If it means anything, at least my sarcasm comes from a good place. When I was a kid, I used to be sarcastic to make people - my parents, friends, and family - laugh. It was also a defense in grade school against the larger people who wanted to punch me or shake me down for my lunch money.

Old joke:
"I'm not known for my boxing skills. In school we used to have to take it in phys ed, and the boxing teacher said, "Remember: whoever controls the breathing controls the fight." And he was right, because before every match I'd pass out."
So, like those terrible rap-offs in the Eminem movie, I'd give my would-be schoolyard opponents a verbal dressing down and - surprise - it always worked! It was almost as though they couldn't bear to punch a little guy with a big mouth any more than they could a baby seal with a cute face. It would just be cruel.

How to be a socially accepted curmudgeon

Of course, there's a fine line between "sarcasm," "honesty," and "cruelty," right? Right! So, you've gotta be careful. You don't want to spend your whole life hurting feelings wherever you go. Or maybe you do, but you'd better get comfortable with being a pariah.
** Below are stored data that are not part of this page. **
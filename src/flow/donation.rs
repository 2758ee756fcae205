//! Donation submission.
//!
//! # Responsibilities
//! - Parse the user's free-text amount into minor units, rejecting bad input
//!   before any network call
//! - Submit the `Fund` call with the fixed gas-limit ceiling
//! - Await mining of the donation transaction
//!
//! Each user action is a single attempt; no retries are performed here.

use std::sync::Arc;
use std::time::Duration;

use alloy::network::TransactionBuilder;
use alloy::primitives::utils::parse_units;
use alloy::primitives::{Address, Bytes, TxHash, U256};
use alloy::rpc::types::TransactionRequest;
use alloy::sol;
use alloy::sol_types::SolCall;

use crate::config::DonationTxConfig;
use crate::flow::error::{FlowError, FlowResult};
use crate::provider::{wait_for_receipt, ReceiptStatus, WalletProvider};

sol! {
    /// Donation contract entry point.
    function Fund(uint256 amount) external;
}

/// A single donation attempt, built fresh from current UI input.
#[derive(Debug, Clone)]
pub struct DonationRequest {
    /// User-supplied amount, unvalidated free text until submission.
    pub amount: String,
    /// The donation contract to call.
    pub recipient: Address,
}

/// Parse a free-text amount into minor units at the given decimal precision.
///
/// Rejects empty, non-numeric, negative, and zero amounts.
pub fn parse_donation_amount(raw: &str, decimals: u8) -> FlowResult<U256> {
    let trimmed = raw.trim();
    if trimmed.is_empty() {
        return Err(FlowError::InvalidAmount("amount is empty".to_string()));
    }

    let parsed = parse_units(trimmed, decimals)
        .map_err(|_| FlowError::InvalidAmount(format!("'{trimmed}' is not a valid amount")))?;

    if parsed.is_negative() {
        return Err(FlowError::InvalidAmount(
            "amount must be positive".to_string(),
        ));
    }

    let units = parsed.get_absolute();
    if units.is_zero() {
        return Err(FlowError::InvalidAmount(
            "amount must be greater than zero".to_string(),
        ));
    }

    Ok(units)
}

/// Submits donation transactions and tracks their lifecycle.
#[derive(Debug)]
pub struct DonationSubmitter<P> {
    provider: Arc<P>,
    gas_limit: u64,
    token_decimals: u8,
    poll_interval: Duration,
}

impl<P: WalletProvider> DonationSubmitter<P> {
    pub fn new(provider: Arc<P>, config: &DonationTxConfig, token_decimals: u8) -> Self {
        Self {
            provider,
            gas_limit: config.gas_limit,
            token_decimals,
            poll_interval: Duration::from_millis(config.poll_interval_ms),
        }
    }

    /// Validate the amount, then sign and submit the donation call.
    ///
    /// Validation happens before any network call; `InvalidAmount` leaves no
    /// trace on the wire.
    pub async fn submit(&mut self, request: &DonationRequest) -> FlowResult<TxHash> {
        let amount = parse_donation_amount(&request.amount, self.token_decimals)?;

        let calldata = FundCall { amount }.abi_encode();
        let tx = TransactionRequest::default()
            .with_to(request.recipient)
            .with_input(Bytes::from(calldata))
            .with_gas_limit(self.gas_limit);

        match self.provider.send_transaction(tx).await {
            Ok(hash) => {
                tracing::info!(tx_hash = %hash, amount = %request.amount, "Donation submitted");
                Ok(hash)
            }
            Err(e) => Err(FlowError::from_submission(e)),
        }
    }

    /// Await mining of a submitted donation transaction.
    pub async fn await_confirmation(&self, hash: TxHash) -> FlowResult<()> {
        match wait_for_receipt(self.provider.as_ref(), hash, self.poll_interval).await {
            Ok(ReceiptStatus::Success { block_number }) => {
                tracing::info!(tx_hash = %hash, block_number, "Donation confirmed");
                Ok(())
            }
            Ok(ReceiptStatus::Reverted) => Err(FlowError::TransactionReverted),
            Err(e) => Err(FlowError::SubmissionFailed(e.to_string())),
        }
    }
}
That's sometimes the problem with my beloved bloggers: the person who is so self-satisfied with his or her rightness and truth-telling that "just telling it like it is" becomes "being mean," all justified under the banner of "self-imposed ostracism."
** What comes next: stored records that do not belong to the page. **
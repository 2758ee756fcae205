//! Configuration schema definitions.
//!
//! All types derive Serde traits for deserialization from config files.
//! Defaults reproduce the fixed constants of the donation flow: the Goerli
//! USDC and donation contract addresses, the 1000-token allowance at six
//! decimals, and the 300000 gas-limit ceiling on donation calls.

use serde::{Deserialize, Serialize};

/// Root configuration for the donation client.
#[derive(Debug, Clone, Deserialize, Serialize, Default)]
#[serde(default)]
pub struct ClientConfig {
    /// JSON-RPC endpoint settings.
    pub rpc: RpcConfig,

    /// Fixed contract addresses consumed by the flow.
    pub contracts: ContractsConfig,

    /// Fixed spending allowance granted to the donation contract.
    pub allowance: AllowanceConfig,

    /// Donation transaction settings.
    pub donation: DonationTxConfig,

    /// Observability settings.
    pub observability: ObservabilityConfig,
}

/// JSON-RPC endpoint configuration.
#[derive(Debug, Clone, Deserialize, Serialize)]
#[serde(default)]
pub struct RpcConfig {
    /// JSON-RPC endpoint URL.
    pub url: String,

    /// Chain ID (e.g., 5 for Goerli, 31337 for local Anvil).
    pub chain_id: u64,

    /// RPC request timeout in seconds.
    pub timeout_secs: u64,
}

impl Default for RpcConfig {
    fn default() -> Self {
        Self {
            url: "http://localhost:8545".to_string(),
            chain_id: 5,
            timeout_secs: 10,
        }
    }
}

/// Contract addresses the flow talks to.
#[derive(Debug, Clone, Deserialize, Serialize)]
#[serde(default)]
pub struct ContractsConfig {
    /// ERC-20 token contract granting allowances (USDC).
    pub token_address: String,

    /// Donation contract authorized as spender and called via `Fund`.
    pub donation_address: String,
}

impl Default for ContractsConfig {
    fn default() -> Self {
        Self {
            token_address: "0x07865c6E87B9F70255377e024ace6630C1Eaa37F".to_string(),
            donation_address: "0x1A4816A6559f63E253407938C61271EdE76C9687".to_string(),
        }
    }
}

/// Fixed allowance granted to the donation contract on approve.
#[derive(Debug, Clone, Deserialize, Serialize)]
#[serde(default)]
pub struct AllowanceConfig {
    /// Whole tokens to approve, independent of the donation amount.
    pub whole_tokens: u64,

    /// Token decimal places (6 for USDC).
    pub token_decimals: u8,
}

impl Default for AllowanceConfig {
    fn default() -> Self {
        Self {
            whole_tokens: 1000,
            token_decimals: 6,
        }
    }
}

/// Donation transaction settings.
#[derive(Debug, Clone, Deserialize, Serialize)]
#[serde(default)]
pub struct DonationTxConfig {
    /// Gas-limit ceiling for the donation call.
    pub gas_limit: u64,

    /// Receipt polling interval while awaiting confirmation, in milliseconds.
    pub poll_interval_ms: u64,
}

impl Default for DonationTxConfig {
    fn default() -> Self {
        Self {
            gas_limit: 300_000,
            poll_interval_ms: 2000,
        }
    }
}

/// Observability configuration.
#[derive(Debug, Clone, Deserialize, Serialize)]
#[serde(default)]
pub struct ObservabilityConfig {
    /// Log level (trace, debug, info, warn, error).
    pub log_level: String,
}

impl Default for ObservabilityConfig {
    fn default() -> Self {
        Self {
            log_level: "info".to_string(),
        }
    }
}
"I'm alone because no one can handle the truth!" is a depressing place in which to live to say the least.

So, how do you become a socially accepted curmudgeon? Mostly by holding it in, being successful, and then letting it out later after people have grown to like you and appreciate your hard and creative work.

My sarcasm was rewarded - dangerous! - as my ad campaigns and stand-up got better; it was like people were willing to wade through your crap most of the time in order to get to the gold once in awhile.

A key sign that you're in this boat is that after a crazy rant, people are still smiling or say something like, "He's creative!"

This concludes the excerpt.